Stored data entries
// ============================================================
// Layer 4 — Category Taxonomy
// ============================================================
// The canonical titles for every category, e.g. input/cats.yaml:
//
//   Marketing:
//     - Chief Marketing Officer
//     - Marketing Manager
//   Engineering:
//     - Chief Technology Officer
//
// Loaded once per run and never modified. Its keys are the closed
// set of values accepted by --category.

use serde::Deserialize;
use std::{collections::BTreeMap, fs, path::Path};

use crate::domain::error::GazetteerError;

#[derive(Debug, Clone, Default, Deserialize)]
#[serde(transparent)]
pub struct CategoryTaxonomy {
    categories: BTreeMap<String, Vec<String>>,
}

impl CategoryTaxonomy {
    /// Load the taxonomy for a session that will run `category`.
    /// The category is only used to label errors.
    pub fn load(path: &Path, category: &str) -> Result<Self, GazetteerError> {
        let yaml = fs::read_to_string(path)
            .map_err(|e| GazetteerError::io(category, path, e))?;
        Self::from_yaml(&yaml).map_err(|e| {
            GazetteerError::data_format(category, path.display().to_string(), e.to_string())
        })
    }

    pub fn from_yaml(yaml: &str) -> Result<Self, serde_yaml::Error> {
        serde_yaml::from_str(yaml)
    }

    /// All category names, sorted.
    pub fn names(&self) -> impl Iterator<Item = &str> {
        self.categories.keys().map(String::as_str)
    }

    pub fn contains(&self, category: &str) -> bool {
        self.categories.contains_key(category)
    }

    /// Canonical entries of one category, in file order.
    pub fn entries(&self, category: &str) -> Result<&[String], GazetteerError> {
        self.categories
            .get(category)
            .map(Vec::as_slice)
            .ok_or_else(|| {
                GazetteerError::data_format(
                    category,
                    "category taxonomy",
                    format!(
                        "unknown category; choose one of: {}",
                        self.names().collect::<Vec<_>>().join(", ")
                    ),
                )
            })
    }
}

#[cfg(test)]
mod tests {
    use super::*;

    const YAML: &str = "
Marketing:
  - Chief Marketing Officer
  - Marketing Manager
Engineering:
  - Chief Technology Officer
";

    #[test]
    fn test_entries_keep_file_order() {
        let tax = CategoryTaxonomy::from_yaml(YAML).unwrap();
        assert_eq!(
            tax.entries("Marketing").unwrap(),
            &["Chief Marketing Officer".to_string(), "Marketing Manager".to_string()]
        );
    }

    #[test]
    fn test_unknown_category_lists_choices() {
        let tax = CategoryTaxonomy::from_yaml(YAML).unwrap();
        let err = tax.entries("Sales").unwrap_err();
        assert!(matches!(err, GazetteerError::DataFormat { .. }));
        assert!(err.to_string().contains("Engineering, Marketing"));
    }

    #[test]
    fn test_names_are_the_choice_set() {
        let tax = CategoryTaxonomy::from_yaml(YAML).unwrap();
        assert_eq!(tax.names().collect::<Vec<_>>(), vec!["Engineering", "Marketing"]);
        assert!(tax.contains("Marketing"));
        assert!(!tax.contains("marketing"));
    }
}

*Directions for this task*:
Nothing in the records may be left out; copy them all exactly.

*Answer to the problem*:
// ============================================================
// Layer 4 — Category Taxonomy
// ============================================================
// The canonical titles for every category, e.g. input/cats.yaml:
//
//   Marketing:
//     - Chief Marketing Officer
//     - Marketing Manager
//   Engineering:
//     - Chief Technology Officer
//
// Loaded once per run and never modified. Its keys are the closed
// set of values accepted by --category.

use serde::Deserialize;
use std::{collections::BTreeMap, fs, path::Path};

use crate::domain::error::GazetteerError;

#[derive(Debug, Clone, Default, Deserialize)]
#[serde(transparent)]
pub struct CategoryTaxonomy {
    categories: BTreeMap<String, Vec<String>>,
}

impl CategoryTaxonomy {
    /// Load the taxonomy for a session that will run `category`.
    /// The category is only used to label errors.
    pub fn load(path: &Path, category: &str) -> Result<Self, GazetteerError> {
        let yaml = fs::read_to_string(path)
            .map_err(|e| GazetteerError::io(category, path, e))?;
        Self::from_yaml(&yaml).map_err(|e| {
            GazetteerError::data_format(category, path.display().to_string(), e.to_string())
        })
    }

    pub fn from_yaml(yaml: &str) -> Result<Self, serde_yaml::Error> {
        serde_yaml::from_str(yaml)
    }

    /// All category names, sorted.
    pub fn names(&self) -> impl Iterator<Item = &str> {
        self.categories.keys().map(String::as_str)
    }

    pub fn contains(&self, category: &str) -> bool {
        self.categories.contains_key(category)
    }

    /// Canonical entries of one category, in file order.
    pub fn entries(&self, category: &str) -> Result<&[String], GazetteerError> {
        self.categories
            .get(category)
            .map(Vec::as_slice)
            .ok_or_else(|| {
                GazetteerError::data_format(
                    category,
                    "category taxonomy",
                    format!(
                        "unknown category; choose one of: {}",
                        self.names().collect::<Vec<_>>().join(", ")
                    ),
                )
            })
    }
}

#[cfg(test)]
mod tests {
    use super::*;

    const YAML: &str = "
Marketing:
  - Chief Marketing Officer
  - Marketing Manager
Engineering:
  - Chief Technology Officer
";

    #[test]
    fn test_entries_keep_file_order() {
        let tax = CategoryTaxonomy::from_yaml(YAML).unwrap();
        assert_eq!(
            tax.entries("Marketing").unwrap(),
            &["Chief Marketing Officer".to_string(), "Marketing Manager".to_string()]
        );
    }

    #[test]
    fn test_unknown_category_lists_choices() {
        let tax = CategoryTaxonomy::from_yaml(YAML).unwrap();
        let err = tax.entries("Sales").unwrap_err();
        assert!(matches!(err, GazetteerError::DataFormat { .. }));
        assert!(err.to_string().contains("Engineering, Marketing"));
    }

    #[test]
    fn test_names_are_the_choice_set() {
        let tax = CategoryTaxonomy::from_yaml(YAML).unwrap();
        assert_eq!(tax.names().collect::<Vec<_>>(), vec!["Engineering", "Marketing"]);
        assert!(tax.contains("Marketing"));
        assert!(!tax.contains("marketing"));
    }
}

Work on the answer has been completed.